## Aim of the task
Counting task for the entries below: give the number of lines that contain the word "TSRB", with no other text.
——————
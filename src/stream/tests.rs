//! Tests for the stream front: positioning, codecs, bits, write-back

use crate::error::StreamError;
use crate::stream::{Stream, WriteBackHandler};

// ----------------------------------------------------------------------
// Positioning
// ----------------------------------------------------------------------

#[test]
fn test_pos_size_eof() {
    let mut io = Stream::from_bytes(vec![1, 2, 3]);
    assert_eq!(io.pos(), 0);
    assert_eq!(io.size().unwrap(), 3);
    assert!(!io.is_eof().unwrap());

    io.read_bytes(3).unwrap();
    assert_eq!(io.pos(), 3);
    assert!(io.is_eof().unwrap());
}

#[test]
fn test_seek_bounds() {
    let mut io = Stream::from_bytes(vec![1, 2, 3]);
    io.seek(3).unwrap();
    assert!(io.is_eof().unwrap());

    assert!(matches!(
        io.seek(4),
        Err(StreamError::EndOfStream { pos: 4, size: 3, .. })
    ));
}

#[test]
fn test_seek_past_end_on_growable() {
    let mut io = Stream::from_byte_list();
    io.seek(4).unwrap();
    io.write_u1(0xaa).unwrap();
    assert_eq!(io.to_byte_array().unwrap(), vec![0, 0, 0, 0, 0xaa]);
}

#[test]
fn test_eof_respects_read_residue() {
    let mut io = Stream::from_bytes(vec![0xff]);
    io.read_bits_int_be(3).unwrap();
    // the byte is consumed but 5 bits of it are still unread
    assert_eq!(io.pos(), 1);
    assert!(!io.is_eof().unwrap());

    io.align_to_byte().unwrap();
    assert!(io.is_eof().unwrap());
}

// ----------------------------------------------------------------------
// Primitive reads
// ----------------------------------------------------------------------

#[test]
fn test_read_integers_be() {
    let mut io = Stream::from_bytes(vec![0x01, 0x02, 0x03, 0x04, 0x05, 0x06, 0x07, 0x08]);
    assert_eq!(io.read_u8be().unwrap(), 0x0102030405060708);

    io.seek(0).unwrap();
    assert_eq!(io.read_u2be().unwrap(), 0x0102);
    assert_eq!(io.read_u4be().unwrap(), 0x03040506);
}

#[test]
fn test_read_integers_le() {
    let mut io = Stream::from_bytes(vec![0x01, 0x02, 0x03, 0x04]);
    assert_eq!(io.read_u4le().unwrap(), 0x04030201);

    io.seek(0).unwrap();
    assert_eq!(io.read_s2le().unwrap(), 0x0201);
}

#[test]
fn test_read_signed_sign_extension() {
    let mut io = Stream::from_bytes(vec![0xff, 0x80, 0x00]);
    assert_eq!(io.read_s1().unwrap(), -1);
    assert_eq!(io.read_s2be().unwrap(), -32768);
}

#[test]
fn test_read_floats() {
    let mut io = Stream::from_bytes(vec![0x3f, 0x80, 0x00, 0x00]);
    assert_eq!(io.read_f4be().unwrap(), 1.0);

    let mut io = Stream::from_bytes(1.5f64.to_le_bytes().to_vec());
    assert_eq!(io.read_f8le().unwrap(), 1.5);
}

#[test]
fn test_read_past_end() {
    let mut io = Stream::from_bytes(vec![0x01]);
    assert!(matches!(
        io.read_u2be(),
        Err(StreamError::EndOfStream { .. })
    ));
}

#[test]
fn test_read_bytes_full() {
    let mut io = Stream::from_bytes(vec![1, 2, 3, 4]);
    io.read_u1().unwrap();
    assert_eq!(io.read_bytes_full().unwrap(), vec![2, 3, 4]);
    assert_eq!(io.read_bytes_full().unwrap(), Vec::<u8>::new());
}

#[test]
fn test_ensure_fixed_contents() {
    let mut io = Stream::from_bytes(b"TSRA\x01".to_vec());
    assert_eq!(io.ensure_fixed_contents(b"TSRA").unwrap(), b"TSRA");

    io.seek(0).unwrap();
    match io.ensure_fixed_contents(b"TSRB") {
        Err(StreamError::UnexpectedFixedContent { actual, expected }) => {
            assert_eq!(actual, b"TSRA");
            assert_eq!(expected, b"TSRB");
        }
        other => panic!("expected UnexpectedFixedContent, got {:?}", other),
    }
}

// ----------------------------------------------------------------------
// Terminators
// ----------------------------------------------------------------------

#[test]
fn test_bytes_term_consume_positions() {
    let data = vec![0x61, 0x62, 0x63, 0x00, 0x64];

    let mut io = Stream::from_bytes(data.clone());
    assert_eq!(
        io.read_bytes_term(0x00, false, true, true).unwrap(),
        vec![0x61, 0x62, 0x63]
    );
    assert_eq!(io.pos(), 4);

    let mut io = Stream::from_bytes(data.clone());
    assert_eq!(
        io.read_bytes_term(0x00, true, false, true).unwrap(),
        vec![0x61, 0x62, 0x63, 0x00]
    );
    // not consumed: cursor sits on the terminator
    assert_eq!(io.pos(), 3);
}

#[test]
fn test_bytes_term_eos() {
    let mut io = Stream::from_bytes(vec![0x61, 0x62]);
    assert!(io.read_bytes_term(0x00, false, true, true).is_err());

    let mut io = Stream::from_bytes(vec![0x61, 0x62]);
    assert_eq!(
        io.read_bytes_term(0x00, false, true, false).unwrap(),
        vec![0x61, 0x62]
    );
}

#[test]
fn test_bytes_term_multi_odd_alignment() {
    // terminator straddles what a two-byte-stride scan would skip
    let mut io = Stream::from_bytes(vec![0x61, 0x0d, 0x0a, 0x62]);
    assert_eq!(
        io.read_bytes_term_multi(&[0x0d, 0x0a], false, true, true)
            .unwrap(),
        vec![0x61]
    );
    assert_eq!(io.pos(), 3);
}

#[test]
fn test_bytes_term_multi_partial_tail() {
    // EOF mid-pattern keeps the trailing partial bytes
    let mut io = Stream::from_bytes(vec![0x61, 0x0d]);
    assert_eq!(
        io.read_bytes_term_multi(&[0x0d, 0x0a], false, true, false)
            .unwrap(),
        vec![0x61, 0x0d]
    );
    assert_eq!(io.pos(), 2);
}

// ----------------------------------------------------------------------
// Bit accumulator
// ----------------------------------------------------------------------

#[test]
fn test_bits_be_residue_chain() {
    let mut io = Stream::from_bytes(vec![0b1011_0101, 0b1010_0110]);
    assert_eq!(io.read_bits_int_be(3).unwrap(), 0b101);
    assert_eq!(io.read_bits_int_be(3).unwrap(), 0b101);
    assert_eq!(io.read_bits_int_be(2).unwrap(), 0b01);
    assert_eq!(io.read_bits_int_be(3).unwrap(), 0b101);
    assert_eq!(io.read_bits_int_be(5).unwrap(), 0b00110);
    assert!(io.is_eof().unwrap());
}

#[test]
fn test_bits_le_low_bits_first() {
    let mut io = Stream::from_bytes(vec![0xfd, 0xd1]);
    assert_eq!(io.read_bits_int_le(3).unwrap(), 5);
    assert_eq!(io.read_bits_int_le(13).unwrap(), 0x1a3f);
}

#[test]
fn test_bits_full_64() {
    let mut io = Stream::from_bytes(vec![0xff; 8]);
    assert_eq!(io.read_bits_int_be(64).unwrap(), u64::MAX);

    // worst case: 7 residue bits plus a fresh 64-bit field
    let mut io = Stream::from_bytes(vec![0xff; 9]);
    assert_eq!(io.read_bits_int_be(7).unwrap(), 0x7f);
    assert_eq!(io.read_bits_int_be(64).unwrap(), u64::MAX);
}

#[test]
fn test_bits_oversized_count() {
    let mut io = Stream::from_bytes(vec![0u8; 16]);
    assert!(matches!(
        io.read_bits_int_be(65),
        Err(StreamError::UnsupportedOperation(_))
    ));
}

#[test]
fn test_bits_order_switch_discards_residue() {
    let mut io = Stream::from_bytes(vec![0xab, 0xcd]);
    assert_eq!(io.read_bits_int_be(4).unwrap(), 0xa);
    // switching order mid-byte discards the remaining low nibble of 0xab
    assert_eq!(io.read_bits_int_le(4).unwrap(), 0xd);
}

#[test]
fn test_byte_read_after_bits_aligns() {
    let mut io = Stream::from_bytes(vec![0xff, 0x41]);
    assert_eq!(io.read_bits_int_be(4).unwrap(), 0xf);
    assert_eq!(io.read_u1().unwrap(), 0x41);
}

#[test]
fn test_bit_write_be_emits_as_bytes_fill() {
    let mut io = Stream::from_byte_list();
    for _ in 0..8 {
        io.write_bits_int_be(1, 1).unwrap();
    }
    assert_eq!(io.to_byte_array().unwrap(), vec![0xff]);
}

#[test]
fn test_bit_write_align_padding() {
    let mut io = Stream::from_byte_list();
    io.write_bits_int_be(3, 0b101).unwrap();
    io.write_align_to_byte().unwrap();
    assert_eq!(io.to_byte_array().unwrap(), vec![0b1010_0000]);

    let mut io = Stream::from_byte_list();
    io.write_bits_int_le(3, 0b101).unwrap();
    io.write_align_to_byte().unwrap();
    assert_eq!(io.to_byte_array().unwrap(), vec![0b0000_0101]);
}

#[test]
fn test_bit_write_flushed_by_aligned_write() {
    let mut io = Stream::from_byte_list();
    io.write_bits_int_be(4, 0xf).unwrap();
    io.write_u1(0x42).unwrap();
    assert_eq!(io.to_byte_array().unwrap(), vec![0xf0, 0x42]);
}

#[test]
fn test_bit_write_value_masked() {
    let mut io = Stream::from_byte_list();
    // only the low 4 bits of the value participate
    io.write_bits_int_be(4, 0xff3).unwrap();
    io.write_align_to_byte().unwrap();
    assert_eq!(io.to_byte_array().unwrap(), vec![0x30]);
}

// ----------------------------------------------------------------------
// Primitive writes
// ----------------------------------------------------------------------

#[test]
fn test_write_integers_round_trip() {
    let mut io = Stream::with_capacity(8);
    io.write_u4be(0xdeadbeef).unwrap();
    io.write_u4le(0xdeadbeef).unwrap();
    assert_eq!(
        io.to_byte_array().unwrap(),
        vec![0xde, 0xad, 0xbe, 0xef, 0xef, 0xbe, 0xad, 0xde]
    );
}

#[test]
fn test_write_past_fixed_capacity() {
    let mut io = Stream::with_capacity(2);
    io.write_u2be(1).unwrap();
    assert!(matches!(
        io.write_u1(2),
        Err(StreamError::EndOfStream { .. })
    ));
}

#[test]
fn test_write_on_read_only_stream() {
    let mut io = Stream::from_bytes(vec![1, 2, 3]);
    assert!(matches!(
        io.write_u1(0),
        Err(StreamError::UnsupportedOperation(_))
    ));
}

#[test]
fn test_write_bytes_limit() {
    let mut io = Stream::from_byte_list();
    io.write_bytes_limit(&[0xaa, 0xbb], 5, 0x00, 0x2e).unwrap();
    assert_eq!(
        io.to_byte_array().unwrap(),
        vec![0xaa, 0xbb, 0x00, 0x2e, 0x2e]
    );

    // exactly at the limit: no terminator, no padding
    let mut io = Stream::from_byte_list();
    io.write_bytes_limit(&[1, 2, 3], 3, 0x00, 0x2e).unwrap();
    assert_eq!(io.to_byte_array().unwrap(), vec![1, 2, 3]);

    let mut io = Stream::from_byte_list();
    assert!(matches!(
        io.write_bytes_limit(&[1, 2, 3, 4], 3, 0x00, 0x2e),
        Err(StreamError::ConsistencyCheckFailed { .. })
    ));
}

// ----------------------------------------------------------------------
// Substreams
// ----------------------------------------------------------------------

#[test]
fn test_substream_window_and_parent_advance() {
    let mut io = Stream::from_bytes(vec![0x31, 0x32, 0x33, 0x34, 0x35]);
    io.seek(1).unwrap();
    let mut sub = io.substream(3).unwrap();

    assert_eq!(io.pos(), 4);
    assert_eq!(sub.pos(), 0);
    assert_eq!(sub.size().unwrap(), 3);
    assert_eq!(sub.offset(), 1);

    assert_eq!(sub.read_s1().unwrap(), 0x32);
    assert_eq!(sub.read_s1().unwrap(), 0x33);
    assert_eq!(io.read_s1().unwrap(), 0x35);
    assert_eq!(sub.read_s1().unwrap(), 0x34);
    assert!(matches!(
        sub.read_s1(),
        Err(StreamError::EndOfStream { .. })
    ));
    assert!(sub.is_eof().unwrap());
}

#[test]
fn test_substream_beyond_remaining() {
    let mut io = Stream::from_bytes(vec![1, 2, 3]);
    io.seek(2).unwrap();
    assert!(matches!(
        io.substream(2),
        Err(StreamError::EndOfStream { .. })
    ));
}

#[test]
fn test_substream_of_substream_keeps_offsets() {
    let mut io = Stream::from_bytes(vec![0, 1, 2, 3, 4, 5, 6, 7]);
    io.seek(2).unwrap();
    let mut outer = io.substream(5).unwrap();
    outer.seek(1).unwrap();
    let mut inner = outer.substream(2).unwrap();

    assert_eq!(inner.offset(), 3);
    assert_eq!(inner.read_u1().unwrap(), 3);
    assert_eq!(inner.read_u1().unwrap(), 4);
}

#[test]
fn test_substream_from_buffer_is_independent_copy() {
    let mut io = Stream::from_buffer(vec![1, 2, 3, 4]);
    let mut sub = io.substream(2).unwrap();

    // later parent writes are not visible through the carved copy
    io.seek(0).unwrap();
    io.write_u1(9).unwrap();
    assert_eq!(sub.read_u1().unwrap(), 1);
}

// ----------------------------------------------------------------------
// Write-back
// ----------------------------------------------------------------------

#[test]
fn test_write_back_fills_placeholder() {
    let mut parent = Stream::with_capacity(8);
    parent.write_u4le(0).unwrap(); // length placeholder

    let mut child = Stream::from_byte_list();
    child.set_write_back_handler(WriteBackHandler::new(0, |parent, child| {
        let len = child.size()? as u32;
        parent.write_u4le(len)
    }));
    child.write_bytes(&[1, 2, 3]).unwrap();
    parent.add_child_stream(child);

    parent.write_back_child_streams().unwrap();
    assert_eq!(parent.pos(), 4);
    assert_eq!(
        parent.to_byte_array().unwrap(),
        vec![3, 0, 0, 0, 0, 0, 0, 0]
    );
}

#[test]
fn test_write_back_registration_order_and_recursion() {
    let mut root = Stream::with_capacity(4);

    // two children writing their ids at increasing positions; the second
    // carries a grandchild that must be finalized before its handler runs
    let mut first = Stream::from_byte_list();
    first.set_write_back_handler(WriteBackHandler::new(0, |parent, _child| {
        parent.write_u1(1)
    }));

    let mut second = Stream::from_byte_list();
    second.set_write_back_handler(WriteBackHandler::new(1, |parent, child| {
        parent.write_u1(2)?;
        parent.write_stream(child)
    }));

    let mut grandchild = Stream::from_byte_list();
    grandchild.set_write_back_handler(WriteBackHandler::new(0, |parent, _child| {
        parent.write_u1(9)
    }));
    second.add_child_stream(grandchild);

    root.add_child_stream(first);
    root.add_child_stream(second);
    root.write_back_child_streams().unwrap();

    // grandchild wrote 9 into `second` before second's handler copied it out
    assert_eq!(root.to_byte_array().unwrap(), vec![1, 2, 9, 0]);
}

#[test]
fn test_write_back_without_handler_is_error() {
    let mut parent = Stream::with_capacity(2);
    parent.add_child_stream(Stream::from_byte_list());
    assert!(matches!(
        parent.write_back_child_streams(),
        Err(StreamError::UnsupportedOperation(_))
    ));
}

// ----------------------------------------------------------------------
// Lifecycle
// ----------------------------------------------------------------------

#[test]
fn test_close_flushes_partial_bit_tail() {
    let mut io = Stream::from_byte_list();
    io.write_bits_int_le(3, 5).unwrap();
    io.write_bits_int_le(13, 0x1a3f).unwrap();
    io.close().unwrap();
    assert_eq!(io.to_byte_array().unwrap(), vec![0xfd, 0xd1]);
}

#[test]
fn test_close_flush_error_surfaces_store_released() {
    let mut io = Stream::with_capacity(1);
    io.write_u1(0xaa).unwrap();
    io.write_bits_int_be(3, 5).unwrap();

    // the flush byte has nowhere to go in a full fixed buffer
    assert!(matches!(io.close(), Err(StreamError::EndOfStream { .. })));
    // the store itself is still released/usable per in-memory close rules
    assert_eq!(io.to_byte_array().unwrap(), vec![0xaa]);
}

#[test]
fn test_readonly_view_rewound() {
    let mut io = Stream::from_buffer(vec![0, 0]);
    io.write_u2be(0x1234).unwrap();

    let mut view = io.as_readonly_view().unwrap();
    assert_eq!(view.pos(), 0);
    assert_eq!(view.read_u2be().unwrap(), 0x1234);
    assert!(matches!(
        view.write_u1(0),
        Err(StreamError::UnsupportedOperation(_))
    ));
}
——————
## Response box
2